I was fearing for my life. Things got worse at work as my job forced us to continue knocking and didn’t provide us with any personal protective equipment. I had people who would spit on me and even had guns pointed at me because they, understandably, didn’t want me to be there.

Since I had no way to tell if people were sick or not and I couldn’t tell the people to put a mask on at their own house, my job was pointless and frankly not worth it. The services eventually became free to residents of California during the first couple of months of the pandemic, so not only did I not get any sales, but I was basically forced to work for free.

This may sound like a rant, but because of the experiences I had endured working as a door-to-door sales representative at Spectrum, I realized that enough was enough. I began applying for jobs I knew I could do, jobs I had studied for. I desperately wanted to work in film again and since some of my family works in visual effects, I figured that would be my best bet.

I saw some openings for MoCap Vaults, Rouge MoCap and other studios that focus on motion capture. I may not have had all the experience, nonetheless, I showed them that I was willing to work and learn, so I applied myself and sent in my resume. But nothing came back.

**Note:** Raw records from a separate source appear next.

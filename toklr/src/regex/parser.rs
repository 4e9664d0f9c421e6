//! Recursive-descent parser for the regex grammar, applying Thompson's construction on
//! reduction. Each production returns the `(entry, exit)` pair of states threaded
//! through a shared [`Nfa`] builder, mirroring the source's reduction callbacks that
//! build fragments into a single mutable context rather than an intermediate AST.

use crate::nfa::{Nfa, EPSILON};
use crate::regex::lexer::{lex, LexError, Token};
use std::collections::HashSet;
use thiserror::Error;

#[derive(Debug, Error, PartialEq, Eq)]
pub enum RegexParseError {
    #[error("regex lexer error: {0}")]
    Lex(#[from] LexError),
    #[error("unexpected end of pattern, expected {expected}")]
    UnexpectedEnd { expected: &'static str },
    #[error("unexpected token at position {position}, expected {expected}")]
    Unexpected {
        position: usize,
        expected: &'static str,
    },
    #[error("trailing input after a complete pattern, starting at position {position}")]
    TrailingInput { position: usize },
}

type Fragment = (usize, usize);

struct Parser {
    tokens: Vec<Token>,
    pos: usize,
    builder: Nfa,
}

impl Parser {
    fn peek(&self) -> Option<Token> {
        self.tokens.get(self.pos).copied()
    }

    fn advance(&mut self) -> Option<Token> {
        let t = self.peek();
        if t.is_some() {
            self.pos += 1;
        }
        t
    }

    fn fresh_fragment(&mut self) -> Fragment {
        (self.builder.add_state(), self.builder.add_state())
    }

    fn is_factor_start(tok: Token) -> bool {
        matches!(tok, Token::Char(_) | Token::LParen | Token::LSquare)
    }

    /// `Disjunction := Concatenation ('|' Concatenation)*`
    fn disjunction(&mut self) -> Result<Fragment, RegexParseError> {
        let mut first = self.concatenation()?;
        if self.peek() != Some(Token::Bar) {
            return Ok(first);
        }

        let (entry, exit) = self.fresh_fragment();
        self.builder.add_transition(entry, first.0, EPSILON);
        self.builder.add_transition(first.1, exit, EPSILON);
        first = (entry, exit);

        while self.peek() == Some(Token::Bar) {
            self.advance();
            let branch = self.concatenation()?;
            self.builder.add_transition(entry, branch.0, EPSILON);
            self.builder.add_transition(branch.1, exit, EPSILON);
        }
        Ok(first)
    }

    /// `Concatenation := Quantifier+`
    fn concatenation(&mut self) -> Result<Fragment, RegexParseError> {
        let mut frag = self.quantifier()?;
        while self.peek().is_some_and(Self::is_factor_start) {
            let next = self.quantifier()?;
            self.builder.add_transition(frag.1, next.0, EPSILON);
            frag = (frag.0, next.1);
        }
        Ok(frag)
    }

    /// `Quantifier := Factor ('*' | '+' | '?')?`
    fn quantifier(&mut self) -> Result<Fragment, RegexParseError> {
        let inner = self.factor()?;
        match self.peek() {
            Some(Token::Asterisk) => {
                self.advance();
                Ok(self.star(inner))
            }
            Some(Token::Plus) => {
                self.advance();
                Ok(self.plus(inner))
            }
            Some(Token::Question) => {
                self.advance();
                Ok(self.optional(inner))
            }
            _ => Ok(inner),
        }
    }

    /// `A*` -> fresh `q0, q1`; ε edges `q0→q1`, `q0→A.entry`, `A.exit→A.entry`, `A.exit→q1`
    fn star(&mut self, a: Fragment) -> Fragment {
        let (q0, q1) = self.fresh_fragment();
        self.builder.add_transition(q0, q1, EPSILON);
        self.builder.add_transition(q0, a.0, EPSILON);
        self.builder.add_transition(a.1, a.0, EPSILON);
        self.builder.add_transition(a.1, q1, EPSILON);
        (q0, q1)
    }

    /// `A+` -> fresh `q0, q1`; ε edges `q0→A.entry`, `A.exit→q1`, `A.exit→A.entry`
    fn plus(&mut self, a: Fragment) -> Fragment {
        let (q0, q1) = self.fresh_fragment();
        self.builder.add_transition(q0, a.0, EPSILON);
        self.builder.add_transition(a.1, q1, EPSILON);
        self.builder.add_transition(a.1, a.0, EPSILON);
        (q0, q1)
    }

    /// `A?` -> fresh `q0, q1`; ε edges `q0→A.entry`, `A.exit→q1`, `q0→q1`
    fn optional(&mut self, a: Fragment) -> Fragment {
        let (q0, q1) = self.fresh_fragment();
        self.builder.add_transition(q0, a.0, EPSILON);
        self.builder.add_transition(a.1, q1, EPSILON);
        self.builder.add_transition(q0, q1, EPSILON);
        (q0, q1)
    }

    /// `Factor := CHAR | '(' Disjunction ')' | '[' Class ']'`
    fn factor(&mut self) -> Result<Fragment, RegexParseError> {
        match self.advance() {
            Some(Token::Char(b)) => {
                let (entry, exit) = self.fresh_fragment();
                self.builder.add_transition(entry, exit, b as usize);
                Ok((entry, exit))
            }
            Some(Token::LParen) => {
                let inner = self.disjunction()?;
                self.expect(Token::RParen, ")")?;
                Ok(inner)
            }
            Some(Token::LSquare) => {
                let bytes = self.class()?;
                self.expect(Token::RSquare, "]")?;
                let (entry, exit) = self.fresh_fragment();
                for b in bytes {
                    self.builder.add_transition(entry, exit, b as usize);
                }
                Ok((entry, exit))
            }
            Some(_) => Err(RegexParseError::Unexpected {
                position: self.pos - 1,
                expected: "CHAR, '(' or '['",
            }),
            None => Err(RegexParseError::UnexpectedEnd {
                expected: "CHAR, '(' or '['",
            }),
        }
    }

    /// `Class := HalfClass ('^' HalfClass)?`. Class difference `A^B` is the set
    /// difference `A \ B`, not negation.
    fn class(&mut self) -> Result<HashSet<u8>, RegexParseError> {
        let mut set = self.half_class()?;
        if self.peek() == Some(Token::Caret) {
            self.advance();
            let subtrahend = self.half_class()?;
            set.retain(|b| !subtrahend.contains(b));
        }
        Ok(set)
    }

    /// `HalfClass := CharacterRange+`
    fn half_class(&mut self) -> Result<HashSet<u8>, RegexParseError> {
        let mut set = self.character_range()?;
        while self.peek_is_range_start() {
            set.extend(self.character_range()?);
        }
        Ok(set)
    }

    fn peek_is_range_start(&self) -> bool {
        matches!(self.peek(), Some(Token::Char(_)))
    }

    /// `CharacterRange := CHAR ('-' CHAR)?`. A reversed range (`lo > hi`) matches
    /// nothing, same as `range(high, low + 1)` in the source grammar: no swap.
    fn character_range(&mut self) -> Result<HashSet<u8>, RegexParseError> {
        let lo = self.expect_char()?;
        if self.peek() == Some(Token::Hyphen) {
            self.advance();
            let hi = self.expect_char()?;
            Ok((lo..=hi).collect())
        } else {
            Ok(HashSet::from([lo]))
        }
    }

    fn expect_char(&mut self) -> Result<u8, RegexParseError> {
        match self.advance() {
            Some(Token::Char(b)) => Ok(b),
            Some(_) => Err(RegexParseError::Unexpected {
                position: self.pos - 1,
                expected: "CHAR",
            }),
            None => Err(RegexParseError::UnexpectedEnd { expected: "CHAR" }),
        }
    }

    fn expect(&mut self, token: Token, name: &'static str) -> Result<(), RegexParseError> {
        match self.advance() {
            Some(t) if t == token => Ok(()),
            Some(_) => Err(RegexParseError::Unexpected {
                position: self.pos - 1,
                expected: name,
            }),
            None => Err(RegexParseError::UnexpectedEnd { expected: name }),
        }
    }
}

/// Parses `pattern` and compiles it via Thompson's construction into a fresh NFA whose
/// initial state is the root fragment's entry and whose exit is accepting, tagged `tag`.
pub fn compile(pattern: &[u8], tag: i32) -> Result<Nfa, RegexParseError> {
    let tokens = lex(pattern)?;
    let mut parser = Parser {
        tokens,
        pos: 0,
        builder: Nfa::new(),
    };
    let (entry, exit) = parser.disjunction()?;
    if parser.pos != parser.tokens.len() {
        return Err(RegexParseError::TrailingInput { position: parser.pos });
    }
    let mut nfa = parser.builder;
    nfa.set_initial(entry);
    nfa.mark_accepting(exit, tag);
    Ok(nfa)
}

#[cfg(test)]
mod tests {
    use super::*;

    fn dfa_accepts(pattern: &[u8], input: &[u8]) -> bool {
        let nfa = compile(pattern, 1).unwrap();
        nfa.remove_epsilons().to_dfa().accepts(input)
    }

    #[test]
    fn alternation() {
        assert!(dfa_accepts(b"a|b", b"a"));
        assert!(dfa_accepts(b"a|b", b"b"));
        assert!(!dfa_accepts(b"a|b", b"c"));
        assert!(!dfa_accepts(b"a|b", b""));
    }

    #[test]
    fn digit_plus() {
        assert!(dfa_accepts(b"[0-9]+", b"5"));
        assert!(dfa_accepts(b"[0-9]+", b"42"));
        assert!(dfa_accepts(b"[0-9]+", b"007"));
        assert!(!dfa_accepts(b"[0-9]+", b""));
    }

    #[test]
    fn class_difference() {
        assert!(dfa_accepts(b"[a-z^aeiou]", b"b"));
        assert!(dfa_accepts(b"[a-z^aeiou]", b"z"));
        for vowel in b"aeiou" {
            assert!(!dfa_accepts(b"[a-z^aeiou]", &[*vowel]));
        }
    }

    #[test]
    fn reversed_range_matches_nothing() {
        for byte in 0u16..256 {
            assert!(!dfa_accepts(b"[z-a]", &[byte as u8]));
        }
    }

    #[test]
    fn hex_escape() {
        let nfa = compile(br"\xFF", 4).unwrap();
        let dfa = nfa.remove_epsilons().to_dfa();
        assert!(dfa.accepts(&[255]));
        assert!(!dfa.accepts(&[254]));
        assert_eq!(dfa.states().len(), 2);
    }

    #[test]
    fn grouping_and_optional() {
        assert!(dfa_accepts(b"(ab)?c", b"c"));
        assert!(dfa_accepts(b"(ab)?c", b"abc"));
        assert!(!dfa_accepts(b"(ab)?c", b"ac"));
    }

    #[test]
    fn unclosed_group_is_a_parse_error() {
        assert!(compile(b"(a", 1).is_err());
    }
}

I had contemplated going back to school and finishing my associate degree in film for a couple of months prior. I had seen photos of friends and former classmates graduating on Instagram and realized that this was a once-in-a-lifetime opportunity. No more would Ivan Zermeno feel unaccomplished or wonder “what if I had continued my schooling?”

But it wasn’t immediate. The situation with Spectrum had really messed me up and I needed some time to gather myself mentally and physically, since I wasn’t eating nor sleeping. I went from a job that would set irrational goals, like selling a phone service that mostly no one had heard of on the spot, to not having to worry at all. So in reality I had felt like a huge weight had been lifted off my shoulders.

I decided to hide away in my grandmother’s garage and just began to work out again, similarly to how a prisoner serves his sentence or how a caterpillar cocoons himself away until I was ready to take on the world. But after a while of being locked away, I felt that I needed to go out. I didn’t want to alienate myself and become unfamiliar to everyday life, as many others have throughout the quarantine.

Additionally I got into film photography. I found it soothing and it helped ease my mind. It captures a moment, as if beauty had become forever frozen to the time around it, even though some of my pictures weren’t all that great. I wasn’t really good at it, technically.

I started to search for photography classes and found myself enrolling at El Camino College for spring 2020, since I had heard great things about the photography courses provided here at ECC. Seeing that it was part of the journalism requirements and that it went hand-in-hand with film I decided I’d take it up.

Eventually I found myself taking more and more classes and really felt like I was somebody again. I quickly put together a resume and a portfolio with all my pictures and years of working in film for jobs and schools to look at, but suddenly I got a phone call.

It was a miracle. A buddy of mine told me that a studio he knew of had an opening and that because of unemployment, people would have rather collected checks than go back to work. People weren’t even applying. Needless to say, I was very hesitant to apply because I had just started school again, but it’s been over a year I’m in the company now and I can’t tell you how much my life has changed.

This job has opened so many doors for me, as I get to go on shoots for video games and movies alike, and I’ve gotten to meet so many new people.

I finally got a job I wanted, where I can feel like myself and be good at it, and it’s all because of COVID.

Yes, these past two years have been some of the most difficult times I’ve ever faced, as I lost loved ones, had no money at times and was almost driven mad, but I wouldn’t be where I am today if not for this once-in-a-lifetime opportunity to come back to school and get the career I wanted.